Other Factors Affecting Your Arizona Rate After SR-22
Post-SR-22 Arizona drivers see rates vary by ZIP code, coverage limits, and credit tier more than during the SR-22 period. Phoenix metro drivers pay 15–25% more than rural Arizona for identical profiles due to higher claim frequency. Maricopa County post-SR-22 rates average $155/mo; Pima County averages $140/mo; Yavapai and Mohave counties average $125/mo.
Arizona is one of 46 states that allow credit-based insurance scoring. Drivers with poor credit pay 40–60% more than drivers with good credit for the same violation history. Improving your credit score from 580 to 670 during your SR-22 period can reduce your post-filing rate by $35–$55/mo. Carriers reprice for credit changes at renewal — request re-rating if your credit improves during the policy term.
Coverage limits heavily affect post-SR-22 pricing. Arizona minimum liability limits are 25/50/15 — $25,000 per person, $50,000 per accident, $15,000 property damage. Post-SR-22 drivers carrying minimums average $130/mo. Increasing to 100/300/50 adds $40–$60/mo but provides substantially better protection. Arizona is a tort state — you are personally liable for damages exceeding your policy limits, and post-SR-22 drivers remain high-value lawsuit targets for 3–5 years after filing removal.
When to Shop and How Much You Should Expect to Save
Arizona post-SR-22 drivers should shop at three milestones: 60 days before SR-22 removal, 12 months after removal, and 36 months after the underlying violation date. Each milestone opens access to new carrier tiers with progressively lower rates. Shopping at removal saves an average of $55/mo. Shopping at the 12-month post-removal mark saves an additional $25–$40/mo as more standard carriers enter the competitive set.

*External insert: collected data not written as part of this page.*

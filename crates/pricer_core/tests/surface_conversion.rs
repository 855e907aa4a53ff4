//! Integration tests for strike/moneyness surface conversion.

use approx::assert_relative_eq;
use pricer_core::market_data::curves::{DriftForwardCurve, ForwardCurve, InterpolatedForwardCurve};
use pricer_core::market_data::surfaces::{
    to_moneyness_surface, to_strike_surface, GridLocalVol, LocalVolatilitySurface,
    SurfaceCoordinate,
};
use proptest::prelude::*;

fn strike_grid() -> GridLocalVol<f64> {
    let times = [0.25, 0.5, 1.0, 2.0];
    let strikes = [60.0, 80.0, 100.0, 120.0, 140.0];
    let vols = [
        &[0.35, 0.28, 0.22, 0.20, 0.21][..],
        &[0.33, 0.27, 0.22, 0.20, 0.20][..],
        &[0.31, 0.26, 0.21, 0.19, 0.19][..],
        &[0.29, 0.25, 0.21, 0.19, 0.18][..],
    ];
    GridLocalVol::new(&times, &strikes, &vols, SurfaceCoordinate::Strike).unwrap()
}

#[test]
fn test_grid_surface_round_trip_through_moneyness_and_back() {
    let curve = InterpolatedForwardCurve::new(&[0.0, 1.0, 2.0], &[100.0, 102.0, 105.0]).unwrap();
    let surface = strike_grid();

    let m_view = to_moneyness_surface(&surface, &curve).unwrap();
    let k_view = to_strike_surface(&m_view, &curve).unwrap();

    for &t in &[0.3, 0.9, 1.7] {
        for &k in &[70.0, 95.0, 100.0, 131.0] {
            assert_relative_eq!(
                k_view.volatility(t, k).unwrap(),
                surface.volatility(t, k).unwrap(),
                max_relative = 1e-14
            );
        }
    }
}

#[test]
fn test_at_the_money_moneyness_reads_forward_strike() {
    let curve = DriftForwardCurve::new(100.0, 0.05).unwrap();
    let surface = strike_grid();
    let m_view = to_moneyness_surface(&surface, &curve).unwrap();

    let t = 1.0;
    let f = curve.forward(t).unwrap();
    assert_relative_eq!(
        m_view.volatility(t, 1.0).unwrap(),
        surface.volatility(t, f).unwrap(),
        max_relative = 1e-15
    );
}

proptest! {
    #[test]
    fn prop_round_trip_relative_error(
        spot in 50.0f64..200.0,
        drift in -0.05f64..0.05,
        t in 0.0f64..3.0,
        k_over_f in 0.3f64..3.0,
    ) {
        let curve = DriftForwardCurve::new(spot, drift).unwrap();
        let surface = strike_grid();
        let m_view = to_moneyness_surface(&surface, &curve).unwrap();

        let k = k_over_f * curve.forward(t).unwrap();
        let direct = surface.volatility(t, k).unwrap();
        let via = m_view.volatility(t, k / curve.forward(t).unwrap()).unwrap();
        prop_assert!((direct - via).abs() <= 1e-14 * direct.abs());
    }
}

The 36-month post-violation milestone is the most significant repricing event for Arizona DUI drivers. At this point, the conviction is halfway through its 5-year lifecycle, and most standard carriers treat you as a moderate rather than high risk. Drivers who shop at 36 months typically see quotes 40–50% lower than their rate during the SR-22 period — a drop from $210/mo during filing to $110–$130/mo at 36 months post-conviction.
Arizona drivers who never shop after SR-22 removal pay an average of $1,400 more per year than drivers who compare quotes at each milestone. Your current insurer has no competitive pressure to reduce your rate once the SR-22 ends — they will continue charging the rate you accepted during the filing period until you request repricing or switch carriers. The difference between active shopping and passive renewal is the largest controllable variable in your post-SR-22 insurance cost.